Третьим центром, где шло бурление, и сталкивалась моя раненая травмированная жизнь с другой загадочной жизнью, были процессы русской политики, в которой осуществлялись поправки к Конституции. Я плохо понимал суть этих поправок и не видел текста Конституции, куда поправки должны быть внесены, но странным образом этот текст представлялся мне печатной книгой, в строки которой вставлялись ягоды лесной земляники, ежевики, смородины, малины, и весь процесс поправок сводился к инкрустации белоснежных страниц разноцветными лесными ягодами.
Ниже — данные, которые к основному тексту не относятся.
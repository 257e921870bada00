//! Arkworks-backed driver for BLS12-381.
//!
//! Provides [`ArkBls12`] with the wrapped group types [`ArkG1`], [`ArkG2`]
//! and [`ArkGt`]. `ark-bls12-381` serializes points in the ZCash format, so
//! every encoding here matches the blstrs driver byte for byte. Hashing to
//! the groups follows the `XMD:SHA-256_SSWU_RO_` suites.
//!
//! # Feature
//!
//! Compiled when the Cargo feature `ark_bls12381` is enabled.

use std::sync::OnceLock;

use ark_bls12_381::{
    g1, g2, Bls12_381, Fr as BlsFr, G1Affine as RawG1Affine, G1Projective as RawG1,
    G2Affine as RawG2Affine, G2Projective as RawG2,
};
use ark_ec::{
    hashing::{curve_maps::wb::WBMap, map_to_curve_hasher::MapToCurveBasedHasher, HashToCurve},
    pairing::{MillerLoopOutput, Pairing, PairingOutput},
    scalar_mul::variable_base::VariableBaseMSM,
    AffineRepr, CurveGroup, PrimeGroup,
};
use ark_ff::{field_hashers::DefaultFieldHasher, AdditiveGroup};
use ark_serialize::CanonicalDeserialize;
use ark_std::{One, Zero};
use num_bigint::BigUint;
use sha2::Sha256;

use crate::backend::{
    expect_len, field_order, scalar_from_be_bytes, scalar_to_be_bytes, serialize,
    target_from_bytes, target_to_bytes, CurvePoint, Driver, FieldElement, TargetGroup,
};
use crate::config::{BackendConfig, BackendId, CurveId};
use crate::errors::BackendError;

const FP_BYTES: usize = 48;

impl FieldElement for BlsFr {
    fn zero() -> Self {
        Zero::zero()
    }

    fn one() -> Self {
        One::one()
    }

    fn from_u64(value: u64) -> Self {
        BlsFr::from(value)
    }

    fn negate(&self) -> Self {
        -*self
    }

    fn to_be_bytes(&self) -> [u8; 32] {
        scalar_to_be_bytes(self)
    }

    fn from_be_bytes(bytes: &[u8]) -> Result<Self, BackendError> {
        scalar_from_be_bytes(bytes)
    }
}

#[derive(Clone, Copy, Debug, PartialEq)]
pub struct ArkG1(pub RawG1);

#[derive(Clone, Copy, Debug, PartialEq)]
pub struct ArkG2(pub RawG2);

#[derive(Clone, Copy, Debug, PartialEq)]
pub struct ArkGt(pub PairingOutput<Bls12_381>);

type G1Hasher = MapToCurveBasedHasher<RawG1, DefaultFieldHasher<Sha256, 128>, WBMap<g1::Config>>;
type G2Hasher = MapToCurveBasedHasher<RawG2, DefaultFieldHasher<Sha256, 128>, WBMap<g2::Config>>;

impl CurvePoint<BlsFr> for ArkG1 {
    const UNCOMPRESSED_BYTES: usize = 2 * FP_BYTES;
    const COMPRESSED_BYTES: usize = FP_BYTES;

    fn identity() -> Self {
        ArkG1(RawG1::zero())
    }

    fn generator() -> Self {
        ArkG1(RawG1::generator())
    }

    fn is_identity(&self) -> bool {
        self.0.is_zero()
    }

    fn add(&self, other: &Self) -> Self {
        ArkG1(self.0 + other.0)
    }

    fn sub(&self, other: &Self) -> Self {
        ArkG1(self.0 - other.0)
    }

    fn negate(&self) -> Self {
        ArkG1(-self.0)
    }

    fn double(&self) -> Self {
        ArkG1(AdditiveGroup::double(&self.0))
    }

    fn mul_scalar(&self, scalar: &BlsFr) -> Self {
        ArkG1(self.0 * scalar)
    }

    fn multi_scalar_multiplication(points: &[Self], scalars: &[BlsFr]) -> Result<Self, BackendError> {
        if points.len() != scalars.len() {
            return Err(BackendError::Math("msm length mismatch"));
        }
        let projectives: Vec<RawG1> = points.iter().map(|p| p.0).collect();
        let affines = RawG1::normalize_batch(&projectives);
        RawG1::msm(&affines, scalars)
            .map(ArkG1)
            .map_err(|_| BackendError::Math("msm length mismatch"))
    }

    fn to_uncompressed(&self) -> Vec<u8> {
        serialize(&self.0.into_affine(), false)
    }

    fn to_compressed(&self) -> Vec<u8> {
        serialize(&self.0.into_affine(), true)
    }

    fn from_uncompressed(bytes: &[u8]) -> Result<Self, BackendError> {
        expect_len("g1", bytes, Self::UNCOMPRESSED_BYTES)?;
        RawG1Affine::deserialize_uncompressed(bytes)
            .map(|p| ArkG1(p.into_group()))
            .map_err(|_| BackendError::Decoding("invalid g1 point"))
    }

    fn from_compressed(bytes: &[u8]) -> Result<Self, BackendError> {
        expect_len("compressed g1", bytes, Self::COMPRESSED_BYTES)?;
        RawG1Affine::deserialize_compressed(bytes)
            .map(|p| ArkG1(p.into_group()))
            .map_err(|_| BackendError::Decoding("invalid compressed g1 point"))
    }

    fn hash_to_curve(msg: &[u8], dst: &[u8]) -> Result<Self, BackendError> {
        if dst.is_empty() {
            return Err(BackendError::HashToGroup("empty domain separation tag"));
        }
        let hasher =
            G1Hasher::new(dst).map_err(|_| BackendError::HashToGroup("invalid domain separation tag"))?;
        let point = hasher
            .hash(msg)
            .map_err(|_| BackendError::HashToGroup("map to curve failed"))?;
        if point.is_zero() {
            return Err(BackendError::HashToGroup("hashed to the identity"));
        }
        Ok(ArkG1(point.into_group()))
    }
}

impl CurvePoint<BlsFr> for ArkG2 {
    const UNCOMPRESSED_BYTES: usize = 4 * FP_BYTES;
    const COMPRESSED_BYTES: usize = 2 * FP_BYTES;

    fn identity() -> Self {
        ArkG2(RawG2::zero())
    }

    fn generator() -> Self {
        ArkG2(RawG2::generator())
    }

    fn is_identity(&self) -> bool {
        self.0.is_zero()
    }

    fn add(&self, other: &Self) -> Self {
        ArkG2(self.0 + other.0)
    }

    fn sub(&self, other: &Self) -> Self {
        ArkG2(self.0 - other.0)
    }

    fn negate(&self) -> Self {
        ArkG2(-self.0)
    }

    fn double(&self) -> Self {
        ArkG2(AdditiveGroup::double(&self.0))
    }

    fn mul_scalar(&self, scalar: &BlsFr) -> Self {
        ArkG2(self.0 * scalar)
    }

    fn multi_scalar_multiplication(points: &[Self], scalars: &[BlsFr]) -> Result<Self, BackendError> {
        if points.len() != scalars.len() {
            return Err(BackendError::Math("msm length mismatch"));
        }
        let projectives: Vec<RawG2> = points.iter().map(|p| p.0).collect();
        let affines = RawG2::normalize_batch(&projectives);
        RawG2::msm(&affines, scalars)
            .map(ArkG2)
            .map_err(|_| BackendError::Math("msm length mismatch"))
    }

    fn to_uncompressed(&self) -> Vec<u8> {
        serialize(&self.0.into_affine(), false)
    }

    fn to_compressed(&self) -> Vec<u8> {
        serialize(&self.0.into_affine(), true)
    }

    fn from_uncompressed(bytes: &[u8]) -> Result<Self, BackendError> {
        expect_len("g2", bytes, Self::UNCOMPRESSED_BYTES)?;
        RawG2Affine::deserialize_uncompressed(bytes)
            .map(|p| ArkG2(p.into_group()))
            .map_err(|_| BackendError::Decoding("invalid g2 point"))
    }

    fn from_compressed(bytes: &[u8]) -> Result<Self, BackendError> {
        expect_len("compressed g2", bytes, Self::COMPRESSED_BYTES)?;
        RawG2Affine::deserialize_compressed(bytes)
            .map(|p| ArkG2(p.into_group()))
            .map_err(|_| BackendError::Decoding("invalid compressed g2 point"))
    }

    fn hash_to_curve(msg: &[u8], dst: &[u8]) -> Result<Self, BackendError> {
        if dst.is_empty() {
            return Err(BackendError::HashToGroup("empty domain separation tag"));
        }
        let hasher =
            G2Hasher::new(dst).map_err(|_| BackendError::HashToGroup("invalid domain separation tag"))?;
        let point = hasher
            .hash(msg)
            .map_err(|_| BackendError::HashToGroup("map to curve failed"))?;
        if point.is_zero() {
            return Err(BackendError::HashToGroup("hashed to the identity"));
        }
        Ok(ArkG2(point.into_group()))
    }
}

impl TargetGroup for ArkGt {
    type Scalar = BlsFr;

    const BYTES: usize = 12 * FP_BYTES;

    fn identity() -> Self {
        ArkGt(PairingOutput::zero())
    }

    fn is_identity(&self) -> bool {
        self.0.is_zero()
    }

    fn combine(&self, other: &Self) -> Self {
        ArkGt(self.0 + other.0)
    }

    fn invert(&self) -> Self {
        ArkGt(-self.0)
    }

    fn mul_scalar(&self, scalar: &BlsFr) -> Self {
        ArkGt(self.0 * scalar)
    }

    fn to_bytes(&self) -> Vec<u8> {
        target_to_bytes(&self.0, FP_BYTES)
    }

    fn from_bytes(bytes: &[u8]) -> Result<Self, BackendError> {
        target_from_bytes(bytes, FP_BYTES).map(ArkGt)
    }
}

/// arkworks driver for BLS12-381.
#[derive(Clone, Copy, Debug, Default)]
pub struct ArkBls12;

impl Driver for ArkBls12 {
    type Scalar = BlsFr;
    type G1 = ArkG1;
    type G2 = ArkG2;
    type Target = ArkGt;
    type MillerLoop = MillerLoopOutput<Bls12_381>;

    const CONFIG: BackendConfig = BackendConfig::new(BackendId::Arkworks, CurveId::Bls12_381);
    const COORDINATE_BYTES: usize = FP_BYTES;

    fn order() -> &'static BigUint {
        static ORDER: OnceLock<BigUint> = OnceLock::new();
        ORDER.get_or_init(field_order::<BlsFr>)
    }

    fn miller_loop(g2: &ArkG2, g1: &ArkG1) -> Self::MillerLoop {
        Bls12_381::miller_loop(g1.0, g2.0)
    }

    fn multi_miller_loop(g2: &[ArkG2], g1: &[ArkG1]) -> Result<Self::MillerLoop, BackendError> {
        if g1.len() != g2.len() {
            return Err(BackendError::Math("pairing length mismatch"));
        }
        let lhs: Vec<RawG1> = g1.iter().map(|p| p.0).collect();
        let rhs: Vec<RawG2> = g2.iter().map(|p| p.0).collect();
        Ok(Bls12_381::multi_miller_loop(lhs, rhs))
    }

    fn combine_miller_loops(a: &Self::MillerLoop, b: &Self::MillerLoop) -> Self::MillerLoop {
        MillerLoopOutput(a.0 * b.0)
    }

    fn final_exponentiation(f: &Self::MillerLoop) -> Result<ArkGt, BackendError> {
        Bls12_381::final_exponentiation(*f)
            .map(ArkGt)
            .ok_or(BackendError::Math("final exponentiation of zero"))
    }

    fn miller_loop2(p2a: &ArkG2, p1a: &ArkG1, p2b: &ArkG2, p1b: &ArkG1) -> Self::MillerLoop {
        Bls12_381::multi_miller_loop([p1a.0, p1b.0], [p2a.0, p2b.0])
    }
}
И ещё одним центром, где билась моя рассечённая на четыре части личность, был кусок земли подле моего дома, под старой сосной, где уже сходил снег, и земля открывалась, а я вглядывался: не появятся ли на этой земле хрупкие стебельки крокусов, литые головки гиацинтов, стрелки тюльпанов. Вглядывался — и не мог разглядеть; знал, что они здесь, где-то рядом, стремился дать им выход, и не мог.
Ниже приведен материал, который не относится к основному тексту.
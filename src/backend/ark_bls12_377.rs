//! Arkworks-backed driver for BLS12-377.
//!
//! Provides [`ArkBls377`] with the wrapped group types [`Ark377G1`],
//! [`Ark377G2`] and [`Ark377Gt`]. Points use the arkworks canonical
//! serialization. Hashing to the groups follows the `XMD:SHA-256_SSWU_RO_`
//! suites through the isogeny maps shipped with `ark-bls12-377`.
//!
//! # Feature
//!
//! Compiled when the Cargo feature `ark_bls12377` is enabled.

use std::sync::OnceLock;

use ark_bls12_377::{
    g1, g2, Bls12_377, Fr as Bls377Fr, G1Affine as Raw377G1Affine, G1Projective as Raw377G1,
    G2Affine as Raw377G2Affine, G2Projective as Raw377G2,
};
use ark_ec::{
    hashing::{curve_maps::wb::WBMap, map_to_curve_hasher::MapToCurveBasedHasher, HashToCurve},
    pairing::{MillerLoopOutput, Pairing, PairingOutput},
    scalar_mul::variable_base::VariableBaseMSM,
    AffineRepr, CurveGroup, PrimeGroup,
};
use ark_ff::{field_hashers::DefaultFieldHasher, AdditiveGroup};
use ark_serialize::CanonicalDeserialize;
use ark_std::{One, Zero};
use num_bigint::BigUint;
use sha2::Sha256;

use crate::backend::{
    expect_len, field_order, scalar_from_be_bytes, scalar_to_be_bytes, serialize,
    target_from_bytes, target_to_bytes, CurvePoint, Driver, FieldElement, TargetGroup,
};
use crate::config::{BackendConfig, BackendId, CurveId};
use crate::errors::BackendError;

const FP_BYTES: usize = 48;

impl FieldElement for Bls377Fr {
    fn zero() -> Self {
        Zero::zero()
    }

    fn one() -> Self {
        One::one()
    }

    fn from_u64(value: u64) -> Self {
        Bls377Fr::from(value)
    }

    fn negate(&self) -> Self {
        -*self
    }

    fn to_be_bytes(&self) -> [u8; 32] {
        scalar_to_be_bytes(self)
    }

    fn from_be_bytes(bytes: &[u8]) -> Result<Self, BackendError> {
        scalar_from_be_bytes(bytes)
    }
}

#[derive(Clone, Copy, Debug, PartialEq)]
pub struct Ark377G1(pub Raw377G1);

#[derive(Clone, Copy, Debug, PartialEq)]
pub struct Ark377G2(pub Raw377G2);

#[derive(Clone, Copy, Debug, PartialEq)]
pub struct Ark377Gt(pub PairingOutput<Bls12_377>);

type G1Hasher =
    MapToCurveBasedHasher<Raw377G1, DefaultFieldHasher<Sha256, 128>, WBMap<g1::Config>>;
type G2Hasher =
    MapToCurveBasedHasher<Raw377G2, DefaultFieldHasher<Sha256, 128>, WBMap<g2::Config>>;

impl CurvePoint<Bls377Fr> for Ark377G1 {
    const UNCOMPRESSED_BYTES: usize = 2 * FP_BYTES;
    const COMPRESSED_BYTES: usize = FP_BYTES;

    fn identity() -> Self {
        Ark377G1(Raw377G1::zero())
    }

    fn generator() -> Self {
        Ark377G1(Raw377G1::generator())
    }

    fn is_identity(&self) -> bool {
        self.0.is_zero()
    }

    fn add(&self, other: &Self) -> Self {
        Ark377G1(self.0 + other.0)
    }

    fn sub(&self, other: &Self) -> Self {
        Ark377G1(self.0 - other.0)
    }

    fn negate(&self) -> Self {
        Ark377G1(-self.0)
    }

    fn double(&self) -> Self {
        Ark377G1(AdditiveGroup::double(&self.0))
    }

    fn mul_scalar(&self, scalar: &Bls377Fr) -> Self {
        Ark377G1(self.0 * scalar)
    }

    fn multi_scalar_multiplication(
        points: &[Self],
        scalars: &[Bls377Fr],
    ) -> Result<Self, BackendError> {
        if points.len() != scalars.len() {
            return Err(BackendError::Math("msm length mismatch"));
        }
        let projectives: Vec<Raw377G1> = points.iter().map(|p| p.0).collect();
        let affines = Raw377G1::normalize_batch(&projectives);
        Raw377G1::msm(&affines, scalars)
            .map(Ark377G1)
            .map_err(|_| BackendError::Math("msm length mismatch"))
    }

    fn to_uncompressed(&self) -> Vec<u8> {
        serialize(&self.0.into_affine(), false)
    }

    fn to_compressed(&self) -> Vec<u8> {
        serialize(&self.0.into_affine(), true)
    }

    fn from_uncompressed(bytes: &[u8]) -> Result<Self, BackendError> {
        expect_len("g1", bytes, Self::UNCOMPRESSED_BYTES)?;
        Raw377G1Affine::deserialize_uncompressed(bytes)
            .map(|p| Ark377G1(p.into_group()))
            .map_err(|_| BackendError::Decoding("invalid g1 point"))
    }

    fn from_compressed(bytes: &[u8]) -> Result<Self, BackendError> {
        expect_len("compressed g1", bytes, Self::COMPRESSED_BYTES)?;
        Raw377G1Affine::deserialize_compressed(bytes)
            .map(|p| Ark377G1(p.into_group()))
            .map_err(|_| BackendError::Decoding("invalid compressed g1 point"))
    }

    fn hash_to_curve(msg: &[u8], dst: &[u8]) -> Result<Self, BackendError> {
        if dst.is_empty() {
            return Err(BackendError::HashToGroup("empty domain separation tag"));
        }
        let hasher = G1Hasher::new(dst)
            .map_err(|_| BackendError::HashToGroup("invalid domain separation tag"))?;
        let point = hasher
            .hash(msg)
            .map_err(|_| BackendError::HashToGroup("map to curve failed"))?;
        if point.is_zero() {
            return Err(BackendError::HashToGroup("hashed to the identity"));
        }
        Ok(Ark377G1(point.into_group()))
    }
}

impl CurvePoint<Bls377Fr> for Ark377G2 {
    const UNCOMPRESSED_BYTES: usize = 4 * FP_BYTES;
    const COMPRESSED_BYTES: usize = 2 * FP_BYTES;

    fn identity() -> Self {
        Ark377G2(Raw377G2::zero())
    }

    fn generator() -> Self {
        Ark377G2(Raw377G2::generator())
    }

    fn is_identity(&self) -> bool {
        self.0.is_zero()
    }

    fn add(&self, other: &Self) -> Self {
        Ark377G2(self.0 + other.0)
    }

    fn sub(&self, other: &Self) -> Self {
        Ark377G2(self.0 - other.0)
    }

    fn negate(&self) -> Self {
        Ark377G2(-self.0)
    }

    fn double(&self) -> Self {
        Ark377G2(AdditiveGroup::double(&self.0))
    }

    fn mul_scalar(&self, scalar: &Bls377Fr) -> Self {
        Ark377G2(self.0 * scalar)
    }

    fn multi_scalar_multiplication(
        points: &[Self],
        scalars: &[Bls377Fr],
    ) -> Result<Self, BackendError> {
        if points.len() != scalars.len() {
            return Err(BackendError::Math("msm length mismatch"));
        }
        let projectives: Vec<Raw377G2> = points.iter().map(|p| p.0).collect();
        let affines = Raw377G2::normalize_batch(&projectives);
        Raw377G2::msm(&affines, scalars)
            .map(Ark377G2)
            .map_err(|_| BackendError::Math("msm length mismatch"))
    }

    fn to_uncompressed(&self) -> Vec<u8> {
        serialize(&self.0.into_affine(), false)
    }

    fn to_compressed(&self) -> Vec<u8> {
        serialize(&self.0.into_affine(), true)
    }

    fn from_uncompressed(bytes: &[u8]) -> Result<Self, BackendError> {
        expect_len("g2", bytes, Self::UNCOMPRESSED_BYTES)?;
        Raw377G2Affine::deserialize_uncompressed(bytes)
            .map(|p| Ark377G2(p.into_group()))
            .map_err(|_| BackendError::Decoding("invalid g2 point"))
    }

    fn from_compressed(bytes: &[u8]) -> Result<Self, BackendError> {
        expect_len("compressed g2", bytes, Self::COMPRESSED_BYTES)?;
        Raw377G2Affine::deserialize_compressed(bytes)
            .map(|p| Ark377G2(p.into_group()))
            .map_err(|_| BackendError::Decoding("invalid compressed g2 point"))
    }

    fn hash_to_curve(msg: &[u8], dst: &[u8]) -> Result<Self, BackendError> {
        if dst.is_empty() {
            return Err(BackendError::HashToGroup("empty domain separation tag"));
        }
        let hasher = G2Hasher::new(dst)
            .map_err(|_| BackendError::HashToGroup("invalid domain separation tag"))?;
        let point = hasher
            .hash(msg)
            .map_err(|_| BackendError::HashToGroup("map to curve failed"))?;
        if point.is_zero() {
            return Err(BackendError::HashToGroup("hashed to the identity"));
        }
        Ok(Ark377G2(point.into_group()))
    }
}

impl TargetGroup for Ark377Gt {
    type Scalar = Bls377Fr;

    const BYTES: usize = 12 * FP_BYTES;

    fn identity() -> Self {
        Ark377Gt(PairingOutput::zero())
    }

    fn is_identity(&self) -> bool {
        self.0.is_zero()
    }

    fn combine(&self, other: &Self) -> Self {
        Ark377Gt(self.0 + other.0)
    }

    fn invert(&self) -> Self {
        Ark377Gt(-self.0)
    }

    fn mul_scalar(&self, scalar: &Bls377Fr) -> Self {
        Ark377Gt(self.0 * scalar)
    }

    fn to_bytes(&self) -> Vec<u8> {
        target_to_bytes(&self.0, FP_BYTES)
    }

    fn from_bytes(bytes: &[u8]) -> Result<Self, BackendError> {
        target_from_bytes(bytes, FP_BYTES).map(Ark377Gt)
    }
}

/// arkworks driver for BLS12-377.
#[derive(Clone, Copy, Debug, Default)]
pub struct ArkBls377;

impl Driver for ArkBls377 {
    type Scalar = Bls377Fr;
    type G1 = Ark377G1;
    type G2 = Ark377G2;
    type Target = Ark377Gt;
    type MillerLoop = MillerLoopOutput<Bls12_377>;

    const CONFIG: BackendConfig = BackendConfig::new(BackendId::Arkworks, CurveId::Bls12_377);
    const COORDINATE_BYTES: usize = FP_BYTES;

    fn order() -> &'static BigUint {
        static ORDER: OnceLock<BigUint> = OnceLock::new();
        ORDER.get_or_init(field_order::<Bls377Fr>)
    }

    fn miller_loop(g2: &Ark377G2, g1: &Ark377G1) -> Self::MillerLoop {
        Bls12_377::miller_loop(g1.0, g2.0)
    }

    fn multi_miller_loop(
        g2: &[Ark377G2],
        g1: &[Ark377G1],
    ) -> Result<Self::MillerLoop, BackendError> {
        if g1.len() != g2.len() {
            return Err(BackendError::Math("pairing length mismatch"));
        }
        let lhs: Vec<Raw377G1> = g1.iter().map(|p| p.0).collect();
        let rhs: Vec<Raw377G2> = g2.iter().map(|p| p.0).collect();
        Ok(Bls12_377::multi_miller_loop(lhs, rhs))
    }

    fn combine_miller_loops(a: &Self::MillerLoop, b: &Self::MillerLoop) -> Self::MillerLoop {
        MillerLoopOutput(a.0 * b.0)
    }

    fn final_exponentiation(f: &Self::MillerLoop) -> Result<Ark377Gt, BackendError> {
        Bls12_377::final_exponentiation(*f)
            .map(Ark377Gt)
            .ok_or(BackendError::Math("final exponentiation of zero"))
    }

    fn miller_loop2(
        p2a: &Ark377G2,
        p1a: &Ark377G1,
        p2b: &Ark377G2,
        p1b: &Ark377G1,
    ) -> Self::MillerLoop {
        Bls12_377::multi_miller_loop([p1a.0, p1b.0], [p2a.0, p2b.0])
    }
}

#[cfg(test)]
mod tests {
    use super::*;
    use ark_ff::PrimeField;

    #[test]
    fn scalar_order_matches_modulus() {
        assert_eq!(
            ArkBls377::order().to_str_radix(16),
            "12ab655e9a2ca55660b44d1e5c37b00159aa76fed00000010a11800000000001"
        );
        assert_eq!(ArkBls377::order().bits(), 253);
    }

    #[test]
    fn sizes_follow_the_field() {
        assert_eq!(Ark377G1::generator().to_compressed().len(), Ark377G1::COMPRESSED_BYTES);
        assert_eq!(Ark377G1::generator().to_uncompressed().len(), Ark377G1::UNCOMPRESSED_BYTES);
        assert_eq!(Ark377G2::generator().to_compressed().len(), Ark377G2::COMPRESSED_BYTES);
        assert_eq!(Ark377G2::generator().to_uncompressed().len(), Ark377G2::UNCOMPRESSED_BYTES);
        assert_eq!(Ark377Gt::identity().to_bytes().len(), Ark377Gt::BYTES);
    }

    #[test]
    fn hashed_points_are_in_the_subgroup() {
        let order = <Bls377Fr as PrimeField>::MODULUS;
        for msg in [&b""[..], b"abc", b"a longer message for the bls12-377 map"] {
            let g1 = Ark377G1::hash_to_curve(msg, b"BLS12377G1_TEST").unwrap();
            let g2 = Ark377G2::hash_to_curve(msg, b"BLS12377G2_TEST").unwrap();
            assert!(!g1.is_identity());
            assert!(!g2.is_identity());
            assert!(g1.0.mul_bigint(order).is_zero());
            assert!(g2.0.mul_bigint(order).is_zero());
        }
    }

    #[test]
    fn gt_identity_round_trips() {
        let bytes = Ark377Gt::identity().to_bytes();
        assert_eq!(bytes[Ark377Gt::BYTES - 1], 1);
        assert!(Ark377Gt::from_bytes(&bytes).unwrap().is_identity());
        assert!(Ark377Gt::from_bytes(&vec![0u8; Ark377Gt::BYTES]).is_err());
    }
}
Все эти четыре действа проходили одновременно, составляли процесс моего пробуждения. Мука был в том, что я понимал связь всех этих процессов, сознавал, что каждый из них зависел от другого, что в них была общая сила и устремление, и следовало напрячься и отыскать эту общность. Общность турецких танковых траков, ягод земляники, которые составляли страницы моей Конституции, планетарного, явившегося из других галактик нашествия коронавируса и моей родной сосны, из-под которой вот-вот должны были проклюнуться хрупкие стебельки божественных весенних цветов.
Мука моего пробуждения состояла именно в том, что я не мог обнаружить эту связь, зная, тем не менее, что она существует. Все усилия моего рассечённого разума, разрезанного сердца были направлены на выявление общих начал, но они не выявлялись, они отодвигались куда-то вдаль, в какую-то бесконечность, где кончалась моя жизнь, а также жизнь моих детей, моих внуков, моих правнуков. Там, в той бесконечности, эта связь обнаруживалась, и, будучи обнаруженной, она прекращала турбулентное кипение рассечённого мира, обретая великое спокойствие, тишину и гармонию.
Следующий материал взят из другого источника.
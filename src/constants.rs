//! # Constants and type definitions for Overhead
//!
//! This module centralizes the **physical constants**, **calibration values**, and
//! **common type aliases** used by the correlation pipeline.
//!
//! ## Overview
//!
//! - Spherical Earth radius used by the great-circle distance
//! - Default visibility threshold
//! - Two-line element epoch calibration (two-digit year pivot)
//! - Names of the three derived output columns

// -------------------------------------------------------------------------------------------------
// Physical constants and unit conversions
// -------------------------------------------------------------------------------------------------

/// Mean Earth radius in kilometers (spherical model used by the haversine formula)
pub const EARTH_RADIUS_KM: f64 = 6371.0;

/// Default great-circle distance under which the satellite counts as overhead, in kilometers
pub const VISIBILITY_THRESHOLD_KM: f64 = 2000.0;

/// Number of minutes in a day
pub const MINUTES_PER_DAY: f64 = 1440.0;

/// Two-digit element-set years at or above this value belong to the 1900s, the others to the 2000s
pub const TLE_YEAR_PIVOT: i32 = 57;

// -------------------------------------------------------------------------------------------------
// Output layout
// -------------------------------------------------------------------------------------------------

/// Derived sub-satellite latitude column
pub const ISS_LAT_COLUMN: &str = "iss_lat";

/// Derived sub-satellite longitude column
pub const ISS_LON_COLUMN: &str = "iss_lon";

/// Derived visibility flag column
pub const ISS_VISIBLE_COLUMN: &str = "iss_visible_in_sky";

// -------------------------------------------------------------------------------------------------
// Type aliases
// -------------------------------------------------------------------------------------------------

/// Angle in degrees
pub type Degree = f64;
/// Distance in kilometers
pub type Kilometer = f64;
/// Julian day number (days)
pub type JulianDay = f64;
Когда в 1993 году расстреливали Дом Советов, мне запомнился кадр, как один из депутатов, не помню теперь его имя, уклоняясь от пуль, подпрыгивал, похожий на огромного испуганного зайца, не желавшего, чтобы его убили. Я помню его длинные нелепые конечности, несуразность его прыжков и движений, поношенные, вытянутые на коленях штаны, а также слишком короткие брюки, не прикрывавшие худых щиколоток, и на этих щиколотках я видел большие кости его бессильных, нетренированных ног. Этот человек метался, отпрыгивая то от одной пули, то от другой. И этим человеком был я.
Так мне запомнилась операция на сердце, которая изменила множество моих представлений: моральных, психологических, эстетических. Теперь я живу с неполным сердцем. А как живёт тот, кто унёс с собой обрезок моего бедного сердца?